* EXERCISE *
In the data, find each line where the word "iter" appears and list that line.

* DATA FOR ANALYSIS *
[Start of Attachment]

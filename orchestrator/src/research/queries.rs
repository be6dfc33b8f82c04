use std::collections::HashSet;

use crate::models::SearchItem;

fn normalize(query: &str) -> String {
    query.trim().to_lowercase()
}

/// Drop repeated and blank queries (trim + case-fold), keep first occurrences in order, cap at `max`.
pub fn dedupe_queries(items: &[SearchItem], max: usize) -> Vec<SearchItem> {
    let mut seen = HashSet::new();
    items
        .iter()
        .filter(|item| {
            let key = normalize(&item.query);
            !key.is_empty() && seen.insert(key)
        })
        .take(max)
        .cloned()
        .collect()
}

#[cfg(test)]
mod tests {
    use super::*;

    fn items(queries: &[&str]) -> Vec<SearchItem> {
        queries.iter().map(|q| SearchItem::new(*q, "why")).collect()
    }

    fn queries(items: &[SearchItem]) -> Vec<&str> {
        items.iter().map(|i| i.query.as_str()).collect()
    }

    #[test]
    fn keeps_first_occurrence_in_order() {
        let input = items(&["Acme earnings", "acme layoffs", "  ACME EARNINGS ", "Acme 10-Q"]);
        let out = dedupe_queries(&input, 10);
        assert_eq!(queries(&out), vec!["Acme earnings", "acme layoffs", "Acme 10-Q"]);
    }

    #[test]
    fn caps_after_deduplication() {
        let input = items(&["a", "A", "b", "c", "d"]);
        let out = dedupe_queries(&input, 3);
        assert_eq!(queries(&out), vec!["a", "b", "c"]);
    }

    #[test]
    fn blank_queries_are_dropped() {
        let input = items(&["", "   ", "acme"]);
        assert_eq!(queries(&dedupe_queries(&input, 6)), vec!["acme"]);
    }

    #[test]
    fn idempotent() {
        let input = items(&["x", "y", "X ", "z", "y"]);
        let once = dedupe_queries(&input, 6);
        let twice = dedupe_queries(&once, 6);
        assert_eq!(once, twice);
    }
}
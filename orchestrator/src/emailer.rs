use lettre::message::header::ContentType;
use lettre::message::Mailbox;
use lettre::transport::smtp::authentication::Credentials;
use lettre::{AsyncSmtpTransport, AsyncTransport, Message, Tokio1Executor};
use pulldown_cmark::{html, Options, Parser};
use rand::seq::SliceRandom;
use regex::Regex;
use std::sync::LazyLock;
use thiserror::Error;
use tracing::info;

static EMAIL_ADDRESS: LazyLock<Regex> = LazyLock::new(|| {
    Regex::new(r"^[A-Za-z0-9._%+-]+@[A-Za-z0-9.-]+\.[A-Za-z]{2,63}$").expect("static regex")
});

const DISPOSABLE_DOMAINS: &[&str] = &[
    "mailinator.com",
    "10minutemail.com",
    "guerrillamail.com",
    "temp-mail.org",
    "yopmail.com",
    "trashmail.com",
    "sharklasers.com",
    "burnermail.io",
];

const OPENERS: &[&str] = &[
    "Thanks for taking a moment. Here is a short brief I hope is useful.",
    "I did some digging and wrapped up the key points below.",
    "Here is a clear summary so you can skim and get the picture.",
    "I gathered the highlights so they are easy to follow.",
    "Here is a quick brief without the extra noise.",
];

const SUBJECT_TOPIC_CHARS: usize = 60;

#[derive(Error, Debug, PartialEq)]
pub enum EmailError {
    #[error("Generate a brief first.")]
    EmptyBrief,

    #[error("Please enter a valid email address (e.g., name@example.com).")]
    InvalidAddress,

    #[error("Disposable email domains aren't supported. Please use a regular email.")]
    DisposableDomain,

    #[error("SMTP credentials are not configured")]
    MissingCredentials,

    #[error("Email delivery failed: {0}")]
    Delivery(String),
}

#[derive(Debug, Clone)]
pub struct SmtpSettings {
    pub host: String,
    pub user: Option<String>,
    pub pass: Option<String>,
    pub from: String,
}

pub fn validate_recipient(to: &str) -> Result<Mailbox, EmailError> {
    let to = to.trim();
    if !EMAIL_ADDRESS.is_match(to) {
        return Err(EmailError::InvalidAddress);
    }
    let domain = to
        .rsplit_once('@')
        .map(|(_, d)| d.to_lowercase())
        .ok_or(EmailError::InvalidAddress)?;
    if DISPOSABLE_DOMAINS.contains(&domain.as_str()) {
        return Err(EmailError::DisposableDomain);
    }
    to.parse::<Mailbox>().map_err(|_| EmailError::InvalidAddress)
}

pub fn subject_for(topic: &str) -> String {
    let short: String = topic.trim().chars().take(SUBJECT_TOPIC_CHARS).collect();
    format!("Brief: {short}")
}

pub fn render_markdown(markdown: &str) -> String {
    let mut options = Options::empty();
    options.insert(Options::ENABLE_TABLES);
    options.insert(Options::ENABLE_STRIKETHROUGH);
    let mut out = String::new();
    html::push_html(&mut out, Parser::new_ext(markdown, options));
    out
}

pub fn build_email_html(topic: &str, markdown: &str) -> String {
    let opener = OPENERS
        .choose(&mut rand::thread_rng())
        .copied()
        .unwrap_or(OPENERS[0]);
    let body = render_markdown(markdown);
    let topic = escape_html(topic);

    format!(
        r#"<html>
  <head>
    <meta charset="utf-8" />
    <style>
      body {{ font-family: -apple-system, Segoe UI, Roboto, Arial, sans-serif; line-height: 1.6; background: #f9fafb; margin: 0; }}
      .container {{ max-width: 700px; margin: 20px auto; padding: 24px; background: #fff; border-radius: 12px; }}
      .card {{ padding: 16px; border-left: 4px solid #2563eb; background: #f9f9ff; border-radius: 8px; font-size: 14px; }}
      .footer {{ margin-top: 20px; font-size: 13px; color: #444; }}
    </style>
  </head>
  <body>
    <div class="container">
      <div class="opener">Hi there,<br><br>{opener}</div>
      <div class="card">
        <p><strong>Topic:</strong> {topic}</p>
        {body}
      </div>
      <div class="footer"><em>Sent by the intelligence brief service</em></div>
    </div>
  </body>
</html>"#
    )
}

fn escape_html(text: &str) -> String {
    text.replace('&', "&amp;")
        .replace('<', "&lt;")
        .replace('>', "&gt;")
        .replace('"', "&quot;")
}

pub async fn send_brief(
    smtp: &SmtpSettings,
    topic: &str,
    markdown: &str,
    to: &str,
) -> Result<(), EmailError> {
    if markdown.trim().is_empty() {
        return Err(EmailError::EmptyBrief);
    }
    let recipient = validate_recipient(to)?;
    let (Some(user), Some(pass)) = (smtp.user.clone(), smtp.pass.clone()) else {
        return Err(EmailError::MissingCredentials);
    };

    let from = format!("Intelligence Brief <{}>", smtp.from)
        .parse::<Mailbox>()
        .map_err(|e| EmailError::Delivery(e.to_string()))?;
    let email = Message::builder()
        .from(from)
        .to(recipient)
        .subject(subject_for(topic))
        .header(ContentType::TEXT_HTML)
        .body(build_email_html(topic, markdown))
        .map_err(|e| EmailError::Delivery(e.to_string()))?;

    let mailer: AsyncSmtpTransport<Tokio1Executor> =
        AsyncSmtpTransport::<Tokio1Executor>::relay(&smtp.host)
            .map_err(|e| EmailError::Delivery(e.to_string()))?
            .credentials(Credentials::new(user, pass))
            .build();
    mailer
        .send(email)
        .await
        .map_err(|e| EmailError::Delivery(e.to_string()))?;

    info!("Brief emailed");
    Ok(())
}
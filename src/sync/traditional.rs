use crate::domain::{Season, TraditionalStats};
use crate::error::Result;
use crate::feed::{MeasureType, PerMode, StatsFeedClient};
use crate::store::PostgresStore;
use crate::sync::SyncReport;
use tracing::{debug, info};

/// Sync traditional per-game stats for a season: one league-wide table,
/// resolved and batch-upserted with the same skip-or-write rules as the
/// advanced sync.
pub async fn sync_traditional(
    feed: &StatsFeedClient,
    store: &PostgresStore,
    season: &Season,
) -> Result<SyncReport> {
    let table = feed
        .fetch_league_stats(season, MeasureType::Base, PerMode::PerGame)
        .await?;
    info!("Traditional table returned {} rows", table.len());

    let mut report = SyncReport::default();
    let mut batch = Vec::with_capacity(table.len());

    for row in table.rows() {
        let external_id = row.i64_value("PLAYER_ID");
        let name = row.str_value("PLAYER_NAME");

        let player_id = match store.resolve_player_id(external_id, name).await? {
            Some(id) => id,
            None => {
                debug!("Unresolved stat row: {:?} {:?}", external_id, name);
                report.skipped += 1;
                continue;
            }
        };

        batch.push(TraditionalStats {
            stat_id: None,
            player_id,
            season: season.as_str().to_string(),
            ppg: row.f64_value("PTS"),
            apg: row.f64_value("AST"),
            rpg: row.f64_value("REB"),
            spg: row.f64_value("STL"),
            bpg: row.f64_value("BLK"),
            fg_pct: row.f64_value("FG_PCT"),
            fg3_pct: row.f64_value("FG3_PCT"),
            ft_pct: row.f64_value("FT_PCT"),
        });
    }

    report.written = store.upsert_traditional_stats(&batch).await?;
    Ok(report)
}
pub mod client;
pub mod types;

pub use client::{MeasureType, PerMode, StatsFeedClient};
pub use types::{FeedResponse, ResultSet, RosterEntry, StatRow};
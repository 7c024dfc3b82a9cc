pub mod api;
pub mod cli;
pub mod config;
pub mod domain;
pub mod error;
pub mod feed;
pub mod store;
pub mod sync;

pub use config::AppConfig;
pub use domain::{AdvancedStats, Player, Season, StatPercentiles, TraditionalStats};
pub use error::{HoopcastError, Result};
pub use feed::StatsFeedClient;
pub use store::PostgresStore;
pub use sync::SyncReport;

[End of Attachment]

* SOLUTION *
        .iter()
        queries.iter().map(|q| SearchItem::new(*q, "why")).collect()
        items.iter().map(|i| i.query.as_str()).collect()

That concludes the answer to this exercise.